После фиаско первой постановки в Венеции Верди перенес действие из современного ему времени Луи Филиппа, которое изображено в романе Дюма, в эпоху около 1700 года, видимо, потому, что приписывал, по крайней мере частично, провал оперы непривычности на оперной сцене современных костюмов. Эту ремарку и поныне все еще можно найти в изданиях партитуры и клавира. Вскоре, однако, выяснилось, что такая предосторожность была ненужной, что, напротив, действие, если его перенести во времена Людовика XIV, производит совершенно анахроническое впечатление. Судя по свидетельствам современников, провал первой постановки в гораздо большей степени объяснялся низким исполнительским уровнем и чрезмерной полнотой примадонны, которая казалась малоубедительной в роли больной чахоткой Виолетты. Действительно, судьба этой оперы зависит от исполнения заглавной роли, вокальные и актерские требования которой выполнить не так-то легко. Здесь, как и в «Риголетто» и «Трубадуре», необходимо сопрано с легкими верхами и совершенной колоратурной техникой.

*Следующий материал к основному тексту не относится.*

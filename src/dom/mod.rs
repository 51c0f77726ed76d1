//! # Document Tree
//!
//! An arena-backed mutable tree holding the cloned proposal markup while it
//! is being repaginated. Nodes are addressed by [`NodeId`], a stable index
//! that survives every move: pagination only ever reparents nodes, so a
//! heading found in pass one is the same `NodeId` in pass seven.
//!
//! Detached nodes stay in the arena until the document is dropped. A node is
//! *attached* while its parent chain reaches the root.
//!
//! Every mutation bumps [`Document::revision`]. Layout probes key their
//! geometry caches on `(Document::id, revision)` so a measurement is never
//! trusted across a structural change.

pub mod html;

use std::sync::atomic::{AtomicU64, Ordering};

static NEXT_DOCUMENT_ID: AtomicU64 = AtomicU64::new(1);

/// Stable handle to a node inside a [`Document`].
#[derive(Debug, Clone, Copy, PartialEq, Eq, Hash, PartialOrd, Ord)]
pub struct NodeId(usize);

/// An element: tag name as the parser reports it (lower case for HTML)
/// plus attributes in source order. Attribute values are stored decoded.
#[derive(Debug, Clone, PartialEq)]
pub struct Element {
    pub name: String,
    pub attrs: Vec<(String, String)>,
}

impl Element {
    pub fn new(name: &str) -> Self {
        Self {
            name: name.to_string(),
            attrs: Vec::new(),
        }
    }

    pub fn attr(&self, name: &str) -> Option<&str> {
        self.attrs
            .iter()
            .find(|(k, _)| k.eq_ignore_ascii_case(name))
            .map(|(_, v)| v.as_str())
    }

    pub fn classes(&self) -> impl Iterator<Item = &str> {
        self.attr("class").unwrap_or("").split_ascii_whitespace()
    }

    pub fn has_class(&self, class: &str) -> bool {
        self.classes().any(|c| c == class)
    }
}

/// The different kinds of nodes in the tree.
#[derive(Debug, Clone, PartialEq)]
pub enum NodeKind {
    Root,
    Doctype(String),
    Element(Element),
    /// Decoded text.
    Text(String),
    Comment(String),
}

#[derive(Debug, Clone)]
struct NodeData {
    kind: NodeKind,
    parent: Option<NodeId>,
    children: Vec<NodeId>,
}

/// A mutable document tree.
#[derive(Debug)]
pub struct Document {
    id: u64,
    nodes: Vec<NodeData>,
    revision: u64,
}

impl Default for Document {
    fn default() -> Self {
        Self::new()
    }
}

impl Document {
    /// An empty document containing only the root node.
    pub fn new() -> Self {
        Self {
            id: NEXT_DOCUMENT_ID.fetch_add(1, Ordering::Relaxed),
            nodes: vec![NodeData {
                kind: NodeKind::Root,
                parent: None,
                children: Vec::new(),
            }],
            revision: 0,
        }
    }

    /// Process-unique identity of this document.
    pub fn id(&self) -> u64 {
        self.id
    }

    /// Monotonic mutation counter.
    pub fn revision(&self) -> u64 {
        self.revision
    }

    pub fn root(&self) -> NodeId {
        NodeId(0)
    }

    /// Number of nodes in the arena, detached ones included.
    pub fn node_count(&self) -> usize {
        self.nodes.len()
    }

    fn touch(&mut self) {
        self.revision += 1;
    }

    fn push(&mut self, kind: NodeKind) -> NodeId {
        let id = NodeId(self.nodes.len());
        self.nodes.push(NodeData {
            kind,
            parent: None,
            children: Vec::new(),
        });
        self.touch();
        id
    }

    // ── Construction ────────────────────────────────────────────

    pub fn create_element(&mut self, name: &str) -> NodeId {
        self.push(NodeKind::Element(Element::new(name)))
    }

    pub fn create_text(&mut self, text: &str) -> NodeId {
        self.push(NodeKind::Text(text.to_string()))
    }

    pub fn create_comment(&mut self, text: &str) -> NodeId {
        self.push(NodeKind::Comment(text.to_string()))
    }

    pub fn create_doctype(&mut self, name: &str) -> NodeId {
        self.push(NodeKind::Doctype(name.to_string()))
    }

    /// Copy a node's kind and attributes without its children. The copy is
    /// detached.
    pub fn clone_shallow(&mut self, node: NodeId) -> NodeId {
        let kind = self.nodes[node.0].kind.clone();
        self.push(kind)
    }

    /// Copy a node and its whole subtree. The copy is detached.
    pub fn clone_deep(&mut self, node: NodeId) -> NodeId {
        let copy = self.clone_shallow(node);
        let children = self.nodes[node.0].children.clone();
        for child in children {
            let child_copy = self.clone_deep(child);
            self.link(copy, child_copy, None);
        }
        copy
    }

    // ── Queries ─────────────────────────────────────────────────

    pub fn kind(&self, node: NodeId) -> &NodeKind {
        &self.nodes[node.0].kind
    }

    pub fn element(&self, node: NodeId) -> Option<&Element> {
        match &self.nodes[node.0].kind {
            NodeKind::Element(el) => Some(el),
            _ => None,
        }
    }

    fn element_mut(&mut self, node: NodeId) -> Option<&mut Element> {
        match &mut self.nodes[node.0].kind {
            NodeKind::Element(el) => Some(el),
            _ => None,
        }
    }

    pub fn is_element(&self, node: NodeId) -> bool {
        self.element(node).is_some()
    }

    /// Lower-cased tag name, `None` for non-elements.
    pub fn tag(&self, node: NodeId) -> Option<&str> {
        self.element(node).map(|el| el.name.as_str())
    }

    pub fn parent(&self, node: NodeId) -> Option<NodeId> {
        self.nodes[node.0].parent
    }

    pub fn children(&self, node: NodeId) -> &[NodeId] {
        &self.nodes[node.0].children
    }

    pub fn element_children(&self, node: NodeId) -> Vec<NodeId> {
        self.children(node)
            .iter()
            .copied()
            .filter(|&c| self.is_element(c))
            .collect()
    }

    pub fn first_element_child(&self, node: NodeId) -> Option<NodeId> {
        self.children(node).iter().copied().find(|&c| self.is_element(c))
    }

    pub fn index_in_parent(&self, node: NodeId) -> Option<usize> {
        let parent = self.parent(node)?;
        self.children(parent).iter().position(|&c| c == node)
    }

    /// Siblings after `node`, in order.
    pub fn following_siblings(&self, node: NodeId) -> Vec<NodeId> {
        match (self.parent(node), self.index_in_parent(node)) {
            (Some(parent), Some(idx)) => self.children(parent)[idx + 1..].to_vec(),
            _ => Vec::new(),
        }
    }

    /// All descendants of `node` in document (preorder) order, `node` excluded.
    pub fn descendants(&self, node: NodeId) -> Vec<NodeId> {
        let mut out = Vec::new();
        let mut stack: Vec<NodeId> = self.children(node).iter().rev().copied().collect();
        while let Some(next) = stack.pop() {
            out.push(next);
            stack.extend(self.children(next).iter().rev().copied());
        }
        out
    }

    /// Whether `ancestor` is a proper ancestor of `node`.
    pub fn is_ancestor_of(&self, ancestor: NodeId, node: NodeId) -> bool {
        let mut cur = self.parent(node);
        while let Some(p) = cur {
            if p == ancestor {
                return true;
            }
            cur = self.parent(p);
        }
        false
    }

    /// Whether the node's parent chain reaches the root.
    pub fn is_attached(&self, node: NodeId) -> bool {
        node == self.root() || self.is_ancestor_of(self.root(), node)
    }

    pub fn attr(&self, node: NodeId, name: &str) -> Option<&str> {
        self.element(node).and_then(|el| el.attr(name))
    }

    pub fn has_class(&self, node: NodeId, class: &str) -> bool {
        self.element(node).is_some_and(|el| el.has_class(class))
    }

    pub fn has_any_class(&self, node: NodeId, classes: &[String]) -> bool {
        self.element(node)
            .is_some_and(|el| el.classes().any(|c| classes.iter().any(|k| k == c)))
    }

    /// Find the attached element carrying `id="..."`.
    pub fn element_by_id(&self, id: &str) -> Option<NodeId> {
        self.descendants(self.root())
            .into_iter()
            .find(|&n| self.attr(n, "id") == Some(id))
    }

    /// Concatenated text of a subtree.
    pub fn text_content(&self, node: NodeId) -> String {
        let mut out = String::new();
        self.collect_text(node, &mut out);
        out
    }

    fn collect_text(&self, node: NodeId, out: &mut String) {
        match self.kind(node) {
            NodeKind::Text(text) => out.push_str(text),
            NodeKind::Element(_) | NodeKind::Root => {
                for &child in self.children(node) {
                    self.collect_text(child, out);
                }
            }
            NodeKind::Comment(_) | NodeKind::Doctype(_) => {}
        }
    }

    /// Whitespace-only text and comments carry no printable content.
    pub fn is_blank(&self, node: NodeId) -> bool {
        match self.kind(node) {
            NodeKind::Text(text) => text.trim().is_empty(),
            NodeKind::Comment(_) | NodeKind::Doctype(_) => true,
            NodeKind::Element(_) | NodeKind::Root => false,
        }
    }

    /// Whether any child is an element or non-blank text.
    pub fn has_content(&self, node: NodeId) -> bool {
        self.children(node).iter().any(|&c| !self.is_blank(c))
    }

    // ── Mutation ────────────────────────────────────────────────

    fn unlink(&mut self, node: NodeId) {
        if let Some(parent) = self.nodes[node.0].parent.take() {
            self.nodes[parent.0].children.retain(|&c| c != node);
        }
    }

    fn link(&mut self, parent: NodeId, child: NodeId, at: Option<usize>) {
        debug_assert!(parent != child && !self.is_ancestor_of(child, parent));
        self.unlink(child);
        let siblings = &mut self.nodes[parent.0].children;
        match at {
            Some(idx) if idx <= siblings.len() => siblings.insert(idx, child),
            _ => siblings.push(child),
        }
        self.nodes[child.0].parent = Some(parent);
        self.touch();
    }

    /// Detach `child` from wherever it is and append it to `parent`.
    pub fn append_child(&mut self, parent: NodeId, child: NodeId) {
        self.link(parent, child, None);
    }

    /// Detach `child` and make it the first child of `parent`.
    pub fn prepend_child(&mut self, parent: NodeId, child: NodeId) {
        self.link(parent, child, Some(0));
    }

    /// Insert `child` into `reference`'s parent, right before `reference`.
    /// No-op when `reference` is detached.
    pub fn insert_before(&mut self, reference: NodeId, child: NodeId) {
        if reference == child {
            return;
        }
        self.unlink(child);
        if let (Some(parent), Some(idx)) = (self.parent(reference), self.index_in_parent(reference)) {
            self.link(parent, child, Some(idx));
        }
    }

    /// Insert `child` into `reference`'s parent, right after `reference`.
    /// No-op when `reference` is detached.
    pub fn insert_after(&mut self, reference: NodeId, child: NodeId) {
        if reference == child {
            return;
        }
        self.unlink(child);
        if let (Some(parent), Some(idx)) = (self.parent(reference), self.index_in_parent(reference)) {
            self.link(parent, child, Some(idx + 1));
        }
    }

    /// Detach a node (and its subtree) from the tree.
    pub fn remove(&mut self, node: NodeId) {
        if self.parent(node).is_some() {
            self.unlink(node);
            self.touch();
        }
    }

    /// Move `start` and every sibling after it, in order, to the end of
    /// `new_parent`.
    pub fn move_from(&mut self, start: NodeId, new_parent: NodeId) {
        let mut run = vec![start];
        run.extend(self.following_siblings(start));
        for node in run {
            self.append_child(new_parent, node);
        }
    }

    /// Set an attribute, replacing any previous value. Writing the value it
    /// already has is not a mutation.
    pub fn set_attr(&mut self, node: NodeId, name: &str, value: &str) {
        if let Some(el) = self.element_mut(node) {
            match el.attrs.iter_mut().find(|(k, _)| k.eq_ignore_ascii_case(name)) {
                Some((_, v)) if v == value => return,
                Some((_, v)) => *v = value.to_string(),
                None => el.attrs.push((name.to_string(), value.to_string())),
            }
            self.touch();
        }
    }

    pub fn remove_attr(&mut self, node: NodeId, name: &str) {
        if let Some(el) = self.element_mut(node) {
            let before = el.attrs.len();
            el.attrs.retain(|(k, _)| !k.eq_ignore_ascii_case(name));
            if el.attrs.len() != before {
                self.touch();
            }
        }
    }

    /// Remove the given classes; drops the attribute when nothing is left.
    pub fn remove_classes(&mut self, node: NodeId, classes: &[String]) {
        let Some(el) = self.element(node) else {
            return;
        };
        if !el.classes().any(|c| classes.iter().any(|k| k == c)) {
            return;
        }
        let kept: Vec<String> = el
            .classes()
            .filter(|c| !classes.iter().any(|k| k == c))
            .map(str::to_string)
            .collect();
        if kept.is_empty() {
            self.remove_attr(node, "class");
        } else {
            self.set_attr(node, "class", &kept.join(" "));
        }
    }

    /// Replace all children with a single text node.
    pub fn set_text_content(&mut self, node: NodeId, text: &str) {
        if let [only] = self.children(node) {
            if matches!(self.kind(*only), NodeKind::Text(current) if current == text) {
                return;
            }
        }
        for child in self.children(node).to_vec() {
            self.unlink(child);
        }
        let text_node = self.create_text(text);
        self.append_child(node, text_node);
    }
}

Эта прелестная, самозабвенно любящая, великодушно отрекающаяся куртизанка, умирающая от чахотки, не имеет прецедентов в опере. Видимо, этим она и привлекала Верди. Она стала одним из самых прекрасных, самых трогательных его созданий. И как всегда в подобных случаях, музыка, которою он ее наградил, является ее портретом, столь же богатым, сколь и своеобразным по колориту. Это относится не только к большим сценам Виолетты, но и ко всему, что она поет. Незабываемым остается момент в финале второго акта, когда она, страдая от мук, наблюдает сцену у ломберного стола. Сухо-деловой мотив в оркестре сопровождает происходящий разговор. Но потом вступает Виолетта с простой восьмитактовой фразой, в которой слышится голос смертельно раненной души.
Мелодия появляется еще дважды, совершенно без изменений и каждый раз как вставка. Нельзя найти лучшего примера для того, чтобы объяснить значение мелодии у Верди, чтобы показать, как из репризы самым непринужденным образом возникает принцип формы, на котором держится целостность музыки. Его чувство формы столь же безошибочно, как и его понимание драмы.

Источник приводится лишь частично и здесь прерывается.